Thursday, January 31, 2013

Further Discussions on Social Justice

The doctor who wrote the original post has received a supportive (and anonymous) response. Here's that post and my reply:
Flamboyant reactions to this kind of thinking shouldn't surprise anyone, Doctor. I find that whenever Social Justice is criticized or attacked outright, its True adherents' reactions seem reminiscent of those who burned heretics at the stake. Remember, Social Justice is the central dogma of the new canon, and it has been my observation that its defenders most frequently label its attackers as members of a malevolent outgroup, usually one that enjoys profiting at the expense of others or succeeding as a result of broad and innovative social structures that exist ostensibly for the betterment of mankind. Of course, those attacking Social Justice are assumed to ignore or discount any greater benefits that society may impart on individuals in their insistence on the primacy of the individual. For once, just for once, I'd like to hear one of my colleagues who proselytize the Justice angle sit down and admit that maybe, just maybe, they didn't understand human nature to the extent that their overarching plans for organizing the many facets of each of us, all three hundred million, just might not trump my desire to be left to my own devices to a reasonable degree. The same force that drove the crusaders south time after time throughout antiquity must drive the modern Justice crusader as well, because the desire to abstain from society's grand new plans for me (and perhaps your desire as a physician to sit it out as well), aside from paying for the public resources I use, evidently makes me an object of continual inquisition. After all Doctor, what kind of a sin is that?
I've been called a lot of things during my long time on the Internet. "Flamboyant" is a new one.

But that aside, allow me to counter a few statements that show, at best, a shallow understanding of religion in general and social justice in particular.

Those who are eager to point out the Crusades, the Inquisition, and the many, many faults of how Christianity has been expressed by human adherents also seem relentlessly silent about the expressions of good in the history of the religion. The invention of the hospital, the maintenance of the west's intellectual heritage, and the scientific method are but three examples.

And as a specific concept, Social Justice is hardly a new invention. Papal encyclicals from the 19th century forward have made it an abiding principle of Catholicism. The end of slavery was a Protestant example. So the concept of a "new canon" is patently false.
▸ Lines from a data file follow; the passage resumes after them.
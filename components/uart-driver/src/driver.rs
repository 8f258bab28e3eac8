//! USART driver facade
//!
//! A [`SerialPort`] owns one register block and one receive ring. Splitting it
//! yields the two halves that run in different execution contexts:
//!
//! - [`RxHandler`]: the receive path. Call [`RxHandler::on_interrupt`] from the
//!   receive-complete interrupt, or [`RxHandler::poll`] from the main loop on
//!   targets without interrupts. It is the only code that can push into the
//!   ring.
//! - [`Uart`]: everything foreground code needs: `begin`/`end`, the
//!   non-blocking reads, `flush`, and the blocking transmit path.
//!
//! ```ignore
//! static mut PORT: SerialPort<MmioUsart> =
//!     SerialPort::new(unsafe { MmioUsart::new(Channel::Usart3) }, UartConfig::new(16_000_000));
//!
//! let (mut uart, rx) = unsafe { PORT.split() };
//! // hand `rx` to the USART3_RX interrupt, keep `uart` in the main loop
//! uart.begin(115_200)?;
//! ```

use core::fmt;

use uart_ring::{Consumer, Producer, RingBuffer, DEFAULT_CAPACITY};

use crate::baud::{BaudSetting, UartConfig};
use crate::error::{Result, UartError};
use crate::regs::{ControlB, StatusA, UsartRegisters};

/// Outcome of handling one received byte
#[derive(Debug, Clone, Copy, PartialEq, Eq)]
pub enum RxEvent {
    /// The byte is in the receive ring
    Stored(u8),
    /// The ring was full; the byte is gone
    Dropped(u8),
}

/// Blocking byte output
///
/// Implemented by [`Uart`]; protocol layers write through this trait.
pub trait SerialWrite {
    /// Write one byte, waiting for the transmitter as long as it takes
    fn write_byte(&mut self, byte: u8);

    /// Write `bytes` in order, one at a time
    fn write_bytes(&mut self, bytes: &[u8]) {
        for &byte in bytes {
            self.write_byte(byte);
        }
    }

    /// Write `s` followed by CR LF
    fn write_line(&mut self, s: &str) {
        self.write_bytes(s.as_bytes());
        self.write_bytes(b"\r\n");
    }
}

/// Open/closed state and configured rate; outlives any one split
#[derive(Debug, Clone, Copy, PartialEq, Eq)]
struct PortState {
    setting: Option<BaudSetting>,
    open: bool,
}

impl PortState {
    const CLOSED: Self = Self {
        setting: None,
        open: false,
    };
}

/// One USART channel with its receive ring
pub struct SerialPort<R: UsartRegisters, const N: usize = DEFAULT_CAPACITY> {
    regs: R,
    config: UartConfig,
    state: PortState,
    rx_buffer: RingBuffer<N>,
}

impl<R: UsartRegisters, const N: usize> SerialPort<R, N> {
    pub const fn new(regs: R, config: UartConfig) -> Self {
        Self {
            regs,
            config,
            state: PortState::CLOSED,
            rx_buffer: RingBuffer::new(),
        }
    }

    pub fn config(&self) -> UartConfig {
        self.config
    }

    pub fn is_open(&self) -> bool {
        self.state.open
    }

    /// Rate set by the last successful `begin`
    pub fn baud(&self) -> Option<u32> {
        self.state.setting.map(|s| s.baud)
    }

    /// Split into the foreground facade and the receive handler
    ///
    /// A new port starts closed; call [`Uart::begin`] to enable it. Splitting
    /// again keeps the state left by earlier handles.
    pub fn split(&mut self) -> (Uart<'_, R, N>, RxHandler<'_, R, N>) {
        let (producer, consumer) = self.rx_buffer.split();

        let uart = Uart {
            regs: &self.regs,
            config: self.config,
            rx: consumer,
            state: &mut self.state,
        };
        let handler = RxHandler {
            regs: &self.regs,
            rx: producer,
        };

        (uart, handler)
    }
}

/// Receive path
///
/// Reads one byte from the data register and stores it in the ring. When the
/// ring is full the byte is dropped: no retry, no blocking, no notification.
pub struct RxHandler<'a, R: UsartRegisters, const N: usize = DEFAULT_CAPACITY> {
    regs: &'a R,
    rx: Producer<'a, N>,
}

impl<'a, R: UsartRegisters, const N: usize> RxHandler<'a, R, N> {
    /// Receive-complete interrupt body
    ///
    /// Reading the data register clears the hardware's byte-ready condition.
    #[inline]
    pub fn on_interrupt(&mut self) -> RxEvent {
        let byte = self.regs.read_data();
        self.store(byte)
    }

    /// Polled variant for targets that run without the receive interrupt
    ///
    /// Returns `None` when no byte is waiting in the data register.
    #[inline]
    pub fn poll(&mut self) -> Option<RxEvent> {
        if self.regs.status().contains(StatusA::RX_COMPLETE) {
            Some(self.on_interrupt())
        } else {
            None
        }
    }

    /// Poll until the data register is empty; returns bytes taken
    pub fn drain(&mut self) -> usize {
        let mut taken = 0;
        while self.poll().is_some() {
            taken += 1;
        }
        taken
    }

    #[inline]
    fn store(&mut self, byte: u8) -> RxEvent {
        if self.rx.push(byte) {
            RxEvent::Stored(byte)
        } else {
            RxEvent::Dropped(byte)
        }
    }
}

/// Foreground side of a serial port
pub struct Uart<'a, R: UsartRegisters, const N: usize = DEFAULT_CAPACITY> {
    regs: &'a R,
    config: UartConfig,
    rx: Consumer<'a, N>,
    state: &'a mut PortState,
}

impl<'a, R: UsartRegisters, const N: usize> Uart<'a, R, N> {
    /// Configure the baud rate and enable receiver, transmitter and the
    /// receive interrupt
    ///
    /// May be called again to change the rate. Buffered bytes are kept.
    ///
    /// # Errors
    /// Returns an error, leaving the hardware untouched, if `baud` cannot be
    /// generated from the configured clock.
    pub fn begin(&mut self, baud: u32) -> Result<BaudSetting> {
        let setting = BaudSetting::compute(self.config.cpu_hz, baud)?;

        let mode = if setting.double_speed {
            StatusA::DOUBLE_SPEED
        } else {
            StatusA::empty()
        };
        self.regs.set_status(mode);
        self.regs.set_baud_divisor(setting.divisor);
        self.regs.modify_control(|c| c | ControlB::PORT_ENABLE);

        log::debug!(
            "[{}] open: baud={} divisor={} u2x={} actual={}",
            self.regs.name(),
            baud,
            setting.divisor,
            setting.double_speed,
            setting.actual_baud(self.config.cpu_hz)
        );

        self.state.setting = Some(setting);
        self.state.open = true;
        Ok(setting)
    }

    /// Disable receiver, transmitter and the receive interrupt
    ///
    /// Unread bytes stay in the ring until read or flushed.
    pub fn end(&mut self) {
        self.regs.modify_control(|c| c - ControlB::PORT_ENABLE);
        self.state.open = false;

        log::debug!(
            "[{}] close: {} byte(s) left unread",
            self.regs.name(),
            self.rx.available()
        );
    }

    pub fn is_open(&self) -> bool {
        self.state.open
    }

    /// Rate set by the last successful `begin`
    pub fn baud(&self) -> Option<u32> {
        self.state.setting.map(|s| s.baud)
    }

    pub fn setting(&self) -> Option<BaudSetting> {
        self.state.setting
    }

    /// Number of received bytes waiting to be read
    pub fn available(&self) -> usize {
        self.rx.available()
    }

    /// Next received byte without consuming it
    pub fn peek(&self) -> Option<u8> {
        self.rx.peek()
    }

    /// Next received byte, or `None` if nothing is buffered
    pub fn read(&mut self) -> Option<u8> {
        self.rx.pop()
    }

    /// Read up to `buf.len()` buffered bytes without waiting
    pub fn read_into(&mut self, buf: &mut [u8]) -> usize {
        let mut count = 0;
        for slot in buf.iter_mut() {
            match self.rx.pop() {
                Some(byte) => {
                    *slot = byte;
                    count += 1;
                }
                None => break,
            }
        }
        count
    }

    /// Discard everything in the receive ring
    ///
    /// There is no transmit buffer, so nothing happens on the transmit side.
    pub fn flush(&mut self) {
        self.rx.clear();
    }

    /// Write one byte, giving up after `spins` unsuccessful status polls
    ///
    /// Bounded alternative to [`SerialWrite::write_byte`], which waits forever.
    ///
    /// # Errors
    /// `TransmitTimeout` if the data register never became empty; the byte is
    /// not written.
    pub fn write_byte_timeout(&mut self, byte: u8, spins: u32) -> Result<()> {
        for _ in 0..spins {
            if self.tx_ready() {
                self.regs.write_data(byte);
                return Ok(());
            }
            core::hint::spin_loop();
        }

        log::warn!("[{}] transmitter stuck after {} polls", self.regs.name(), spins);
        Err(UartError::TransmitTimeout { spins })
    }

    #[inline]
    fn tx_ready(&self) -> bool {
        self.regs.status().contains(StatusA::DATA_REGISTER_EMPTY)
    }
}

impl<'a, R: UsartRegisters, const N: usize> SerialWrite for Uart<'a, R, N> {
    /// Spin until the data register is empty, then write `byte`
    ///
    /// Never returns if the hardware never reports ready.
    #[inline]
    fn write_byte(&mut self, byte: u8) {
        while !self.tx_ready() {
            core::hint::spin_loop();
        }
        self.regs.write_data(byte);
    }
}

impl<'a, R: UsartRegisters, const N: usize> fmt::Write for Uart<'a, R, N> {
    fn write_str(&mut self, s: &str) -> fmt::Result {
        self.write_bytes(s.as_bytes());
        Ok(())
    }
}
Perhaps your colleagues refuse to admit your point because it has no roots in reality, either scientifically or spiritually. Humans are social animals while free-roving individuals are outliers at best and sociopaths at worst.
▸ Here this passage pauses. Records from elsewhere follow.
//! Simulated USART for host-side testing
//!
//! # WARNING: This is NOT real hardware!
//!
//! Models just enough of a USART channel to drive the receive and transmit
//! paths from ordinary threads:
//! - `inject` latches one byte in the receive data register and raises
//!   `RX_COMPLETE`, as a wire byte arriving would
//! - transmitted bytes are captured in a fixed log
//! - the transmitter is either always ready, or ready once per
//!   [`SimUsart::grant_tx_ready`] call so tests can pace the sender
//!
//! Everything is atomic, so a `&SimUsart` can be shared between the thread
//! playing the interrupt and the thread playing foreground code.

use core::sync::atomic::{AtomicBool, AtomicU16, AtomicU8, AtomicUsize, Ordering};

use crate::regs::{ControlB, StatusA, UsartRegisters};

/// Bytes the transmit log keeps; later writes are counted but not stored
pub const TX_LOG_CAPACITY: usize = 1024;

pub struct SimUsart {
    status: AtomicU8,
    control: AtomicU8,
    divisor: AtomicU16,
    rx_data: AtomicU8,
    rx_ready: AtomicBool,
    tx_paced: AtomicBool,
    tx_credits: AtomicUsize,
    tx_log: [AtomicU8; TX_LOG_CAPACITY],
    tx_len: AtomicUsize,
    status_reads: AtomicUsize,
}

impl SimUsart {
    /// Idle channel with an always-ready transmitter
    pub const fn new() -> Self {
        Self::with_pacing(false)
    }

    /// Channel whose transmitter is ready only after `grant_tx_ready`
    pub const fn paced() -> Self {
        Self::with_pacing(true)
    }

    const fn with_pacing(paced: bool) -> Self {
        Self {
            status: AtomicU8::new(0),
            control: AtomicU8::new(0),
            divisor: AtomicU16::new(0),
            rx_data: AtomicU8::new(0),
            rx_ready: AtomicBool::new(false),
            tx_paced: AtomicBool::new(paced),
            tx_credits: AtomicUsize::new(0),
            tx_log: [const { AtomicU8::new(0) }; TX_LOG_CAPACITY],
            tx_len: AtomicUsize::new(0),
            status_reads: AtomicUsize::new(0),
        }
    }

    /// A byte arrives on the wire
    ///
    /// Overwrites an unread byte, like a hardware overrun.
    pub fn inject(&self, byte: u8) {
        self.rx_data.store(byte, Ordering::Relaxed);
        self.rx_ready.store(true, Ordering::Release);
    }

    /// One "transmit register empty" cycle for a paced transmitter
    pub fn grant_tx_ready(&self) {
        self.tx_credits.fetch_add(1, Ordering::AcqRel);
    }

    /// Number of bytes written to the data register
    pub fn tx_len(&self) -> usize {
        self.tx_len.load(Ordering::Acquire)
    }

    /// Byte at position `index` of the transmit log
    pub fn tx_byte(&self, index: usize) -> Option<u8> {
        if index < self.tx_len().min(TX_LOG_CAPACITY) {
            Some(self.tx_log[index].load(Ordering::Relaxed))
        } else {
            None
        }
    }

    /// Transmitted bytes in order
    pub fn transmitted(&self) -> impl Iterator<Item = u8> + '_ {
        let len = self.tx_len().min(TX_LOG_CAPACITY);
        self.tx_log[..len].iter().map(|b| b.load(Ordering::Relaxed))
    }

    pub fn clear_tx(&self) {
        self.tx_len.store(0, Ordering::Release);
    }

    /// Last value written to the baud rate register
    pub fn divisor(&self) -> u16 {
        self.divisor.load(Ordering::Relaxed)
    }

    /// How many times the status register has been read
    pub fn status_reads(&self) -> usize {
        self.status_reads.load(Ordering::Relaxed)
    }

    fn tx_ready(&self) -> bool {
        !self.tx_paced.load(Ordering::Relaxed) || self.tx_credits.load(Ordering::Acquire) > 0
    }
}

impl Default for SimUsart {
    fn default() -> Self {
        Self::new()
    }
}

impl UsartRegisters for SimUsart {
    fn name(&self) -> &'static str {
        "sim"
    }

    fn status(&self) -> StatusA {
        self.status_reads.fetch_add(1, Ordering::Relaxed);

        let mut status = StatusA::from_bits_retain(self.status.load(Ordering::Relaxed));
        status.set(StatusA::RX_COMPLETE, self.rx_ready.load(Ordering::Acquire));
        status.set(StatusA::DATA_REGISTER_EMPTY, self.tx_ready());
        status
    }

    fn set_status(&self, value: StatusA) {
        // Only the mode bits are writable
        let writable = StatusA::DOUBLE_SPEED | StatusA::MULTI_PROCESSOR;
        self.status.store((value & writable).bits(), Ordering::Relaxed);
    }

    fn control(&self) -> ControlB {
        ControlB::from_bits_retain(self.control.load(Ordering::Relaxed))
    }

    fn set_control(&self, value: ControlB) {
        self.control.store(value.bits(), Ordering::Relaxed);
    }

    fn set_baud_divisor(&self, divisor: u16) {
        self.divisor.store(divisor & 0x0FFF, Ordering::Relaxed);
    }

    fn read_data(&self) -> u8 {
        let byte = self.rx_data.load(Ordering::Relaxed);
        self.rx_ready.store(false, Ordering::Release);
        byte
    }

    fn write_data(&self, byte: u8) {
        if self.tx_paced.load(Ordering::Relaxed) {
            // Consume the ready cycle that allowed this write
            let _ = self
                .tx_credits
                .fetch_update(Ordering::AcqRel, Ordering::Acquire, |c| c.checked_sub(1));
        }

        let index = self.tx_len.load(Ordering::Relaxed);
        if index < TX_LOG_CAPACITY {
            self.tx_log[index].store(byte, Ordering::Relaxed);
        }
        self.tx_len.store(index + 1, Ordering::Release);
    }
}

#[cfg(test)]
mod tests {
    use super::*;
    use std::vec::Vec;

    #[test]
    fn test_inject_sets_and_read_clears_rx_complete() {
        let sim = SimUsart::new();
        assert!(!sim.status().contains(StatusA::RX_COMPLETE));

        sim.inject(0x42);
        assert!(sim.status().contains(StatusA::RX_COMPLETE));
        assert_eq!(sim.read_data(), 0x42);
        assert!(!sim.status().contains(StatusA::RX_COMPLETE));
    }

    #[test]
    fn test_paced_transmitter_needs_credit() {
        let sim = SimUsart::paced();
        assert!(!sim.status().contains(StatusA::DATA_REGISTER_EMPTY));

        sim.grant_tx_ready();
        assert!(sim.status().contains(StatusA::DATA_REGISTER_EMPTY));
        sim.write_data(0x10);
        assert!(!sim.status().contains(StatusA::DATA_REGISTER_EMPTY));
        assert_eq!(sim.transmitted().collect::<Vec<_>>(), vec![0x10]);
    }

    #[test]
    fn test_status_mode_bits_only() {
        let sim = SimUsart::new();
        sim.set_status(StatusA::DOUBLE_SPEED | StatusA::FRAME_ERROR);
        let status = sim.status();
        assert!(status.contains(StatusA::DOUBLE_SPEED));
        assert!(!status.contains(StatusA::FRAME_ERROR));
    }

    #[test]
    fn test_tx_log_and_clear() {
        let sim = SimUsart::new();
        for b in b"abc" {
            sim.write_data(*b);
        }
        assert_eq!(sim.tx_len(), 3);
        assert_eq!(sim.tx_byte(1), Some(b'b'));
        assert_eq!(sim.tx_byte(3), None);

        sim.clear_tx();
        assert_eq!(sim.tx_len(), 0);
        assert_eq!(sim.transmitted().count(), 0);
    }
}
The point I made before I'll make again. The resources you "use" can scarcely be cataloged, accounted, and charged. You use the safety of a nation where the hungry don't range through neighborhoods hunting for food, the safety of a nation with a strong defense, the benefits of a stable economy, the convenience of stores filled with goods you want to buy and the money to buy them with, the benefits of an educated workforce.

By all means be an individual, if that's your heart's desire. That is the core of the American dream. But don't think it comes cheap and don't think it would be possible in a different context.

I'll offer you a trade. I'll push governmental social justice only when it's cost-effective and truly serves an over-arching need that will impact every individual, if you in return will offer to not promote Randian individualism and objectivism to the tipping-point of caving the country that allows you to express it.

Oh. And the word you're looking for in the last sentence is Parsimony. And yes, it is a sin.